[[ TASK INPUT, beginning ]]
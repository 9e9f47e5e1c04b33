//! Job status handler.

use axum::extract::{Path, State};
use axum::Json;
use serde::Serialize;

use vidsum_models::JobId;

use crate::error::{ApiError, ApiResult};
use crate::state::AppState;

/// Job status response.
#[derive(Debug, Serialize)]
pub struct JobStatusResponse {
    pub job_id: String,
    pub cache_key: String,
    pub status: String,
    #[serde(skip_serializing_if = "Option::is_none")]
    pub error: Option<String>,
    pub created_at: String,
    pub updated_at: String,
}

/// GET /api/jobs/:job_id
pub async fn get_job(
    State(state): State<AppState>,
    Path(job_id): Path<String>,
) -> ApiResult<Json<JobStatusResponse>> {
    let job_id =
        JobId::parse(&job_id).map_err(|_| ApiError::bad_request("malformed job_id"))?;

    let job = state
        .coordinator
        .get_job(&job_id)
        .await?
        .ok_or_else(|| ApiError::not_found(format!("job {}", job_id)))?;

    Ok(Json(JobStatusResponse {
        job_id: job.job_id.to_string(),
        cache_key: job.cache_key.to_string(),
        status: job.status.to_string(),
        error: job.error,
        created_at: job.created_at.to_rfc3339(),
        updated_at: job.updated_at.to_rfc3339(),
    }))
}
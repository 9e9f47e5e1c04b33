//! Storage error types.

use thiserror::Error;

/// Result type for storage operations.
pub type StorageResult<T> = Result<T, StorageError>;

/// Errors that can occur in the upload and bundle stores.
#[derive(Debug, Error)]
pub enum StorageError {
    #[error("Invalid file name: {0}")]
    InvalidName(String),

    #[error("Unsupported file type: {0}")]
    UnsupportedType(String),

    #[error("File exceeds the maximum size of {limit} bytes")]
    TooLarge { limit: u64 },

    #[error("Upload I/O timed out")]
    Timeout,

    #[error("Too many concurrent uploads")]
    TooManyRequests,

    #[error("Not found: {0}")]
    NotFound(String),

    #[error("Invalid bundle: {0}")]
    InvalidBundle(String),

    #[error("Store error: {0}")]
    Store(#[from] vidsum_store::StoreError),

    #[error("IO error: {0}")]
    Io(#[from] std::io::Error),

    #[error("JSON error: {0}")]
    Json(#[from] serde_json::Error),
}

impl StorageError {
    pub fn not_found(what: impl Into<String>) -> Self {
        Self::NotFound(what.into())
    }

    pub fn unsupported_type(what: impl Into<String>) -> Self {
        Self::UnsupportedType(what.into())
    }

    pub fn invalid_bundle(msg: impl Into<String>) -> Self {
        Self::InvalidBundle(msg.into())
    }
}
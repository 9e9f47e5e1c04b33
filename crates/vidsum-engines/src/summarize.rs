//! LLM summarizer client.
//!
//! Text in, summary text out, against an OpenAI-compatible chat completions
//! endpoint. Chunking long transcripts and merging chunk summaries is the
//! pipeline's job; this client stays a single-call contract.

use std::time::Duration;

use serde::{Deserialize, Serialize};
use tracing::{debug, info};

use crate::error::{EngineError, EngineResult};

/// Summarizer configuration.
#[derive(Debug, Clone)]
pub struct SummarizerConfig {
    /// Base URL of the chat completions API
    pub base_url: String,
    /// Bearer token
    pub api_key: Option<String>,
    /// Model name
    pub model: String,
    /// Request timeout
    pub timeout: Duration,
}

impl SummarizerConfig {
    /// Create config from environment variables. `None` when `LLM_URL` is
    /// not set.
    pub fn from_env() -> Option<Self> {
        let base_url = std::env::var("LLM_URL").ok()?;
        Some(Self {
            base_url,
            api_key: std::env::var("LLM_API_KEY").ok(),
            model: std::env::var("LLM_MODEL").unwrap_or_else(|_| "gpt-4o-mini".to_string()),
            timeout: Duration::from_secs(
                std::env::var("LLM_TIMEOUT")
                    .ok()
                    .and_then(|s| s.parse().ok())
                    .unwrap_or(120),
            ),
        })
    }
}

/// Chat completions request.
#[derive(Debug, Serialize)]
struct ChatRequest<'a> {
    model: &'a str,
    messages: Vec<ChatMessage<'a>>,
    temperature: f32,
}

#[derive(Debug, Serialize)]
struct ChatMessage<'a> {
    role: &'a str,
    content: &'a str,
}

/// Chat completions response.
#[derive(Debug, Deserialize)]
struct ChatResponse {
    choices: Vec<ChatChoice>,
}

#[derive(Debug, Deserialize)]
struct ChatChoice {
    message: ChatResponseMessage,
}

#[derive(Debug, Deserialize)]
struct ChatResponseMessage {
    content: String,
}

/// Text-in/text-out summarization client.
pub struct Summarizer {
    config: SummarizerConfig,
    client: reqwest::Client,
}

impl Summarizer {
    pub fn new(config: SummarizerConfig) -> Self {
        let client = reqwest::Client::builder()
            .timeout(config.timeout)
            .build()
            .expect("reqwest client");
        Self { config, client }
    }

    /// Run one completion with a system instruction and user content.
    pub async fn complete(&self, instruction: &str, content: &str) -> EngineResult<String> {
        let url = format!(
            "{}/chat/completions",
            self.config.base_url.trim_end_matches('/')
        );
        debug!(model = %self.config.model, "Requesting summary completion");

        let request = ChatRequest {
            model: &self.config.model,
            messages: vec![
                ChatMessage {
                    role: "system",
                    content: instruction,
                },
                ChatMessage {
                    role: "user",
                    content,
                },
            ],
            temperature: 0.3,
        };

        let mut builder = self.client.post(&url).json(&request);
        if let Some(key) = &self.config.api_key {
            builder = builder.bearer_auth(key);
        }

        let response = builder.send().await?;
        let status = response.status();
        if !status.is_success() {
            let message = response.text().await.unwrap_or_default();
            return Err(EngineError::api(
                status.as_u16(),
                message.lines().next().unwrap_or("").to_string(),
            ));
        }

        let parsed: ChatResponse = response
            .json()
            .await
            .map_err(|e| EngineError::invalid_response(e.to_string()))?;

        let text = parsed
            .choices
            .into_iter()
            .next()
            .map(|c| c.message.content.trim().to_string())
            .ok_or_else(|| EngineError::invalid_response("no choices in response"))?;

        if text.is_empty() {
            return Err(EngineError::invalid_response("empty completion"));
        }

        info!(chars = text.len(), "Summary completion received");
        Ok(text)
    }
}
[[ TASK INPUT, end ]]
* PROBLEM REQUIREMENTS:
Word for word, retype all of the material.

* SOLUTION BELOW:
repository 9e9f47e5e1c04b33
//! Job status handler.

use axum::extract::{Path, State};
use axum::Json;
use serde::Serialize;

use vidsum_models::JobId;

use crate::error::{ApiError, ApiResult};
use crate::state::AppState;

/// Job status response.
#[derive(Debug, Serialize)]
pub struct JobStatusResponse {
    pub job_id: String,
    pub cache_key: String,
    pub status: String,
    #[serde(skip_serializing_if = "Option::is_none")]
    pub error: Option<String>,
    pub created_at: String,
    pub updated_at: String,
}

/// GET /api/jobs/:job_id
pub async fn get_job(
    State(state): State<AppState>,
    Path(job_id): Path<String>,
) -> ApiResult<Json<JobStatusResponse>> {
    let job_id =
        JobId::parse(&job_id).map_err(|_| ApiError::bad_request("malformed job_id"))?;

    let job = state
        .coordinator
        .get_job(&job_id)
        .await?
        .ok_or_else(|| ApiError::not_found(format!("job {}", job_id)))?;

    Ok(Json(JobStatusResponse {
        job_id: job.job_id.to_string(),
        cache_key: job.cache_key.to_string(),
        status: job.status.to_string(),
        error: job.error,
        created_at: job.created_at.to_rfc3339(),
        updated_at: job.updated_at.to_rfc3339(),
    }))
}
repository 9e9f47e5e1c04b33
//! Storage error types.

use thiserror::Error;

/// Result type for storage operations.
pub type StorageResult<T> = Result<T, StorageError>;

/// Errors that can occur in the upload and bundle stores.
#[derive(Debug, Error)]
pub enum StorageError {
    #[error("Invalid file name: {0}")]
    InvalidName(String),

    #[error("Unsupported file type: {0}")]
    UnsupportedType(String),

    #[error("File exceeds the maximum size of {limit} bytes")]
    TooLarge { limit: u64 },

    #[error("Upload I/O timed out")]
    Timeout,

    #[error("Too many concurrent uploads")]
    TooManyRequests,

    #[error("Not found: {0}")]
    NotFound(String),

    #[error("Invalid bundle: {0}")]
    InvalidBundle(String),

    #[error("Store error: {0}")]
    Store(#[from] vidsum_store::StoreError),

    #[error("IO error: {0}")]
    Io(#[from] std::io::Error),

    #[error("JSON error: {0}")]
    Json(#[from] serde_json::Error),
}

impl StorageError {
    pub fn not_found(what: impl Into<String>) -> Self {
        Self::NotFound(what.into())
    }

    pub fn unsupported_type(what: impl Into<String>) -> Self {
        Self::UnsupportedType(what.into())
    }

    pub fn invalid_bundle(msg: impl Into<String>) -> Self {
        Self::InvalidBundle(msg.into())
    }
}
repository 9e9f47e5e1c04b33
filename crates/vidsum-engines/src/summarize.rs
//! LLM summarizer client.
//!
//! Text in, summary text out, against an OpenAI-compatible chat completions
//! endpoint. Chunking long transcripts and merging chunk summaries is the
//! pipeline's job; this client stays a single-call contract.

use std::time::Duration;

use serde::{Deserialize, Serialize};
use tracing::{debug, info};

use crate::error::{EngineError, EngineResult};

/// Summarizer configuration.
#[derive(Debug, Clone)]
pub struct SummarizerConfig {
    /// Base URL of the chat completions API
    pub base_url: String,
    /// Bearer token
    pub api_key: Option<String>,
    /// Model name
    pub model: String,
    /// Request timeout
    pub timeout: Duration,
}

impl SummarizerConfig {
    /// Create config from environment variables. `None` when `LLM_URL` is
    /// not set.
    pub fn from_env() -> Option<Self> {
        let base_url = std::env::var("LLM_URL").ok()?;
        Some(Self {
            base_url,
            api_key: std::env::var("LLM_API_KEY").ok(),
            model: std::env::var("LLM_MODEL").unwrap_or_else(|_| "gpt-4o-mini".to_string()),
            timeout: Duration::from_secs(
                std::env::var("LLM_TIMEOUT")
                    .ok()
                    .and_then(|s| s.parse().ok())
                    .unwrap_or(120),
            ),
        })
    }
}

/// Chat completions request.
#[derive(Debug, Serialize)]
struct ChatRequest<'a> {
    model: &'a str,
    messages: Vec<ChatMessage<'a>>,
    temperature: f32,
}

#[derive(Debug, Serialize)]
struct ChatMessage<'a> {
    role: &'a str,
    content: &'a str,
}

/// Chat completions response.
#[derive(Debug, Deserialize)]
struct ChatResponse {
    choices: Vec<ChatChoice>,
}

#[derive(Debug, Deserialize)]
struct ChatChoice {
    message: ChatResponseMessage,
}

#[derive(Debug, Deserialize)]
struct ChatResponseMessage {
    content: String,
}

/// Text-in/text-out summarization client.
pub struct Summarizer {
    config: SummarizerConfig,
    client: reqwest::Client,
}

impl Summarizer {
    pub fn new(config: SummarizerConfig) -> Self {
        let client = reqwest::Client::builder()
            .timeout(config.timeout)
            .build()
            .expect("reqwest client");
        Self { config, client }
    }

    /// Run one completion with a system instruction and user content.
    pub async fn complete(&self, instruction: &str, content: &str) -> EngineResult<String> {
        let url = format!(
            "{}/chat/completions",
            self.config.base_url.trim_end_matches('/')
        );
        debug!(model = %self.config.model, "Requesting summary completion");

        let request = ChatRequest {
            model: &self.config.model,
            messages: vec![
                ChatMessage {
                    role: "system",
                    content: instruction,
                },
                ChatMessage {
                    role: "user",
                    content,
                },
            ],
            temperature: 0.3,
        };

        let mut builder = self.client.post(&url).json(&request);
        if let Some(key) = &self.config.api_key {
            builder = builder.bearer_auth(key);
        }

        let response = builder.send().await?;
        let status = response.status();
        if !status.is_success() {
            let message = response.text().await.unwrap_or_default();
            return Err(EngineError::api(
                status.as_u16(),
                message.lines().next().unwrap_or("").to_string(),
            ));
        }

        let parsed: ChatResponse = response
            .json()
            .await
            .map_err(|e| EngineError::invalid_response(e.to_string()))?;

        let text = parsed
            .choices
            .into_iter()
            .next()
            .map(|c| c.message.content.trim().to_string())
            .ok_or_else(|| EngineError::invalid_response("no choices in response"))?;

        if text.is_empty() {
            return Err(EngineError::invalid_response("empty completion"));
        }

        info!(chars = text.len(), "Summary completion received");
        Ok(text)
    }
}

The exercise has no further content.